I do not know how to get the following: the answer is 1/n or 1/n^n But I can't get that result. We have to use Lagrange theorem $\triangledown f = \lambda \triangledown g$ and I got the gradiants:
$\triangledown f = 2x{_{k}}\prod x{_{j}}^{2}$
and
$\triangledown g = 2x{_{k}}$
but than I can't get the correct result. Please help me.
With
$f(x_1, x_2, \ldots, x_n) = \prod_1^n x_i^2 \tag{1}$
and
$g(x_1, x_2, \ldots, x_n) = \sum_1^n x_i^2 = 1, \tag{2}$
we have, as pointed out by our OP SoHCahToha,
$(\nabla f)_j = 2x_j \prod_{1, i \ne j}^n x_i^2, \tag{3}$
and
$(\nabla g)_j = 2x_j. \tag{4}$
With Lagrange multiplier $\lambda$, we conclude that
$(\nabla f)_j = \lambda (\nabla g)_j \tag{5}$
for all $j$, which by (3)-(4) becomes
$2x_j \prod_{1, i \ne j}^n x_i^2 = \lambda (2x_j). \tag{6}$
We note that
$f(x_1, x_2, \ldots, x_n) \ge 0 \tag{7}$
for all vectors $(x_1, x_2, \ldots, x_n)$, and
$f(x_1, x_2, \ldots, x_n) = 0 \tag{8}$
only when $x_i = 0$ for at least one index $i$. Therefore, the maximum of $f$ occurs at a point where $x_i \ne 0$ for all $i$, so division of (6) by $2x_j$ is permissible, leading to
$\prod_{1, i \ne j}^n x_i^2 = \lambda \tag{9}$
for every $j$. Furthermore, from (6) we see that $\lambda \ne 0$ since no $x_j = 0$ at the maximum, so we can form the quotients
$\dfrac{\prod_{1, i \ne j}^n x_i^2}{\prod_{1, i \ne k}^n x_i^2} = 1 \tag{10}$
for every pair of indices $j, k$. (10) is trivial when $j = k$, but for $j \ne k$ becomes
$\dfrac{x_k^2}{x_j^2} = 1 \tag{11}$
or
$x_k^2 = x_j^2; \tag{12}$
using (2) and (12), we see that
$n x_j^2 = 1 \tag{13}$
or
$x_j^2 = \dfrac{1}{n}; \tag{14}$
thus, for every $j$,
$x_j = \pm \dfrac{1}{\sqrt n}. \tag{15}$
It then follows that
$f(x_1, x_2, \ldots, x_n) = \prod_1^n \dfrac{1}{n} = \dfrac{1}{n^n} = n^{-n} \tag{16}$
is the maximum possible value of $f(x_1, x_2, \ldots, x_n)$ subject to (2).

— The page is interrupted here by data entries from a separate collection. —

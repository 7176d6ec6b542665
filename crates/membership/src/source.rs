//! Membership source trait and file-backed implementation

use std::path::PathBuf;

use async_trait::async_trait;
use tokio::fs;

use crate::{Host, MembershipError};

/// A source of cluster membership, polled on demand by the tracker.
///
/// Implementations answer "give me the current member list". The tracker owns
/// the polling cadence and applies drop-ratio protection before trusting the
/// result.
#[async_trait]
pub trait MembershipSource: Send + Sync + 'static {
    /// Error type returned by this source.
    type Error: std::error::Error + Send + Sync + 'static;

    /// Fetch the current member list.
    async fn members(&self) -> Result<Vec<Host>, Self::Error>;
}

/// Membership source backed by a file of `name:port` lines.
///
/// Blank lines and lines starting with `#` are skipped. The file is re-read on
/// every fetch, so edits take effect on the next tracker refresh.
#[derive(Clone, Debug)]
pub struct FileMembershipSource {
    path: PathBuf,
}

impl FileMembershipSource {
    /// Create a source reading from the given file.
    pub fn new(path: impl Into<PathBuf>) -> Self {
        Self { path: path.into() }
    }
}

#[async_trait]
impl MembershipSource for FileMembershipSource {
    type Error = MembershipError;

    async fn members(&self) -> Result<Vec<Host>, Self::Error> {
        let contents = fs::read_to_string(&self.path)
            .await
            .map_err(|e| MembershipError::Io("error reading members file", e))?;

        let mut hosts = Vec::new();
        for line in contents.lines() {
            let line = line.trim();
            if line.is_empty() || line.starts_with('#') {
                continue;
            }
            hosts.push(line.parse::<Host>()?);
        }

        Ok(hosts)
    }
}
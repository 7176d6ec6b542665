//! Filesystem-backed shard catalog

use std::path::PathBuf;
use std::sync::Arc;

use async_trait::async_trait;
use tokio::fs;
use tracing::debug;

use crate::{CatalogError, Shard, ShardCatalog, ShardFilter};

/// Shard catalog over a dataset root directory.
///
/// Datasets are the directories directly under the root; shards are the
/// directories under a dataset. Non-directory entries are ignored. Results are
/// sorted so re-enumeration is deterministic.
#[derive(Clone)]
pub struct FsShardCatalog {
    root: PathBuf,
    filter: Arc<dyn ShardFilter>,
}

impl FsShardCatalog {
    /// Create a catalog over `root`, including only shards accepted by
    /// `filter`.
    pub fn new(root: impl Into<PathBuf>, filter: impl ShardFilter) -> Self {
        Self {
            root: root.into(),
            filter: Arc::new(filter),
        }
    }

    async fn list_dirs(path: &PathBuf) -> Result<Vec<String>, CatalogError> {
        let mut entries = fs::read_dir(path)
            .await
            .map_err(|e| CatalogError::Io("error reading directory", e))?;

        let mut names = Vec::new();
        while let Some(entry) = entries
            .next_entry()
            .await
            .map_err(|e| CatalogError::Io("error reading directory entry", e))?
        {
            let file_type = entry
                .file_type()
                .await
                .map_err(|e| CatalogError::Io("error reading entry type", e))?;
            if !file_type.is_dir() {
                continue;
            }
            if let Some(name) = entry.file_name().to_str() {
                names.push(name.to_string());
            }
        }

        names.sort();
        Ok(names)
    }
}

impl std::fmt::Debug for FsShardCatalog {
    fn fmt(&self, f: &mut std::fmt::Formatter<'_>) -> std::fmt::Result {
        f.debug_struct("FsShardCatalog")
            .field("root", &self.root)
            .finish_non_exhaustive()
    }
}

#[async_trait]
impl ShardCatalog for FsShardCatalog {
    type Error = CatalogError;

    async fn datasets(&self) -> Result<Vec<String>, Self::Error> {
        Self::list_dirs(&self.root).await
    }

    async fn shards(&self, dataset: &str) -> Result<Vec<Shard>, Self::Error> {
        let dataset_dir = self.root.join(dataset);
        let names = Self::list_dirs(&dataset_dir).await?;

        let shards = names
            .into_iter()
            .map(|name| Shard::new(dataset, format!("{dataset}/{name}")))
            .filter(|shard| self.filter.accept(dataset, &shard.path))
            .collect::<Vec<_>>();

        debug!("enumerated {} shards for dataset {}", shards.len(), dataset);
        Ok(shards)
    }
}

#[cfg(test)]
mod tests {
    use super::*;
    use crate::AcceptAll;

    async fn make_tree(root: &std::path::Path, layout: &[(&str, &[&str])]) {
        for (dataset, shards) in layout {
            for shard in *shards {
                fs::create_dir_all(root.join(dataset).join(shard))
                    .await
                    .unwrap();
            }
            if shards.is_empty() {
                fs::create_dir_all(root.join(dataset)).await.unwrap();
            }
        }
    }

    #[tokio::test]
    async fn test_enumerates_datasets_and_shards() {
        let dir = tempfile::tempdir().unwrap();
        make_tree(
            dir.path(),
            &[
                ("events", &["shard.0", "shard.1"]),
                ("metrics", &["shard.0"]),
            ],
        )
        .await;

        let catalog = FsShardCatalog::new(dir.path(), AcceptAll);

        assert_eq!(catalog.datasets().await.unwrap(), vec!["events", "metrics"]);
        assert_eq!(
            catalog.shards("events").await.unwrap(),
            vec![
                Shard::new("events", "events/shard.0"),
                Shard::new("events", "events/shard.1"),
            ]
        );
    }

    #[tokio::test]
    async fn test_ignores_plain_files() {
        let dir = tempfile::tempdir().unwrap();
        make_tree(dir.path(), &[("events", &["shard.0"])]).await;
        fs::write(dir.path().join("events").join("MANIFEST"), b"x")
            .await
            .unwrap();
        fs::write(dir.path().join("README"), b"x").await.unwrap();

        let catalog = FsShardCatalog::new(dir.path(), AcceptAll);

        assert_eq!(catalog.datasets().await.unwrap(), vec!["events"]);
        assert_eq!(
            catalog.shards("events").await.unwrap(),
            vec![Shard::new("events", "events/shard.0")]
        );
    }

    #[tokio::test]
    async fn test_filter_excludes_shards() {
        let dir = tempfile::tempdir().unwrap();
        make_tree(dir.path(), &[("events", &["shard.0"]), ("tmp", &["shard.0"])]).await;

        let catalog = FsShardCatalog::new(dir.path(), crate::DatasetPrefix::new("events"));

        assert!(catalog.shards("tmp").await.unwrap().is_empty());
        assert_eq!(catalog.shards("events").await.unwrap().len(), 1);
    }

    #[tokio::test]
    async fn test_missing_dataset_is_an_error() {
        let dir = tempfile::tempdir().unwrap();
        let catalog = FsShardCatalog::new(dir.path(), AcceptAll);
        assert!(catalog.shards("vanished").await.is_err());
    }

    #[tokio::test]
    async fn test_empty_dataset_has_no_shards() {
        let dir = tempfile::tempdir().unwrap();
        make_tree(dir.path(), &[("empty", &[])]).await;

        let catalog = FsShardCatalog::new(dir.path(), AcceptAll);
        assert!(catalog.shards("empty").await.unwrap().is_empty());
    }
}
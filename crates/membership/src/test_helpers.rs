//! In-memory membership source for tests.

use std::sync::Arc;
use std::sync::atomic::{AtomicBool, Ordering};

use async_trait::async_trait;
use tokio::sync::RwLock;

use crate::{Host, MembershipError, MembershipSource};

/// A settable in-memory membership source.
#[derive(Clone, Debug)]
pub struct StaticMembershipSource {
    hosts: Arc<RwLock<Vec<Host>>>,
    failing: Arc<AtomicBool>,
}

impl StaticMembershipSource {
    /// Create a source serving the given host list.
    pub fn new(hosts: Vec<Host>) -> Self {
        Self {
            hosts: Arc::new(RwLock::new(hosts)),
            failing: Arc::new(AtomicBool::new(false)),
        }
    }

    /// Replace the served host list.
    pub async fn set_hosts(&self, hosts: Vec<Host>) {
        *self.hosts.write().await = hosts;
    }

    /// Make subsequent fetches fail (or succeed again).
    pub fn set_failing(&self, failing: bool) {
        self.failing.store(failing, Ordering::SeqCst);
    }
}

#[async_trait]
impl MembershipSource for StaticMembershipSource {
    type Error = MembershipError;

    async fn members(&self) -> Result<Vec<Host>, Self::Error> {
        if self.failing.load(Ordering::SeqCst) {
            return Err(MembershipError::Source("forced failure".to_string()));
        }
        Ok(self.hosts.read().await.clone())
    }
}
use chrono::{DateTime, Utc};
use serde::{Deserialize, Serialize};
use shardmaster_membership::Host;

/// One row of the assignment table: a host designated to serve a shard.
#[derive(Clone, Debug, Deserialize, Eq, PartialEq, Serialize)]
pub struct ShardAssignment {
    /// Dataset the shard belongs to.
    pub dataset: String,
    /// Catalog-relative shard path.
    pub shard_path: String,
    /// Host designated to serve the shard.
    pub assigned_host: Host,
    /// When this row was last written or refreshed.
    pub last_updated: DateTime<Utc>,
}

impl ShardAssignment {
    /// Create a new assignment row.
    pub fn new(
        dataset: impl Into<String>,
        shard_path: impl Into<String>,
        assigned_host: Host,
        last_updated: DateTime<Utc>,
    ) -> Self {
        Self {
            dataset: dataset.into(),
            shard_path: shard_path.into(),
            assigned_host,
            last_updated,
        }
    }
}

/// The changes one reconciliation pass wants to commit for one dataset.
///
/// Applied atomically by [`crate::AssignmentStore::apply_delta`].
#[derive(Clone, Debug, Default)]
pub struct AssignmentDelta {
    /// Rows for newly observed shard/host pairs.
    pub additions: Vec<ShardAssignment>,
    /// Unchanged rows whose `last_updated` is bumped past the staleness
    /// threshold.
    pub refreshes: Vec<ShardAssignment>,
    /// Rows for shards no longer present or hosts no longer placed.
    pub deletions: Vec<ShardAssignment>,
}

impl AssignmentDelta {
    /// Whether the delta contains no changes at all.
    pub fn is_empty(&self) -> bool {
        self.additions.is_empty() && self.refreshes.is_empty() && self.deletions.is_empty()
    }
}
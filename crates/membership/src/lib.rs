//! Cluster membership tracking for shardmaster.
//!
//! This crate provides:
//! - Host identity types (`Host`, `HostSet`)
//! - The `MembershipSource` trait and a file-backed implementation
//! - A checkpointed, drop-protected membership tracker
#![warn(missing_docs)]
#![warn(clippy::all)]

mod error;
mod host;
mod source;
mod tracker;

pub use error::MembershipError;
pub use host::{Host, HostSet};
pub use source::{FileMembershipSource, MembershipSource};
pub use tracker::{MembershipTracker, MembershipTrackerConfig};

#[cfg(any(test, feature = "test-helpers"))]
pub mod test_helpers;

Technically, we need to prove the points whose coordinates are given by (15) are in fact true maxima and not some other form of extrema such as saddle points. But since $f(x_1, x_2, \ldots, x_n)$ is a smooth function on the compact sphere given by (2), we know it takes its maximal value, where the derivatives of $f$ vanish. But we have seen that at every point where $\nabla f = 0$, $f$ takes the value $n^{-n}$; thus this must in fact be the greatest possible value of $f$ subject to (2).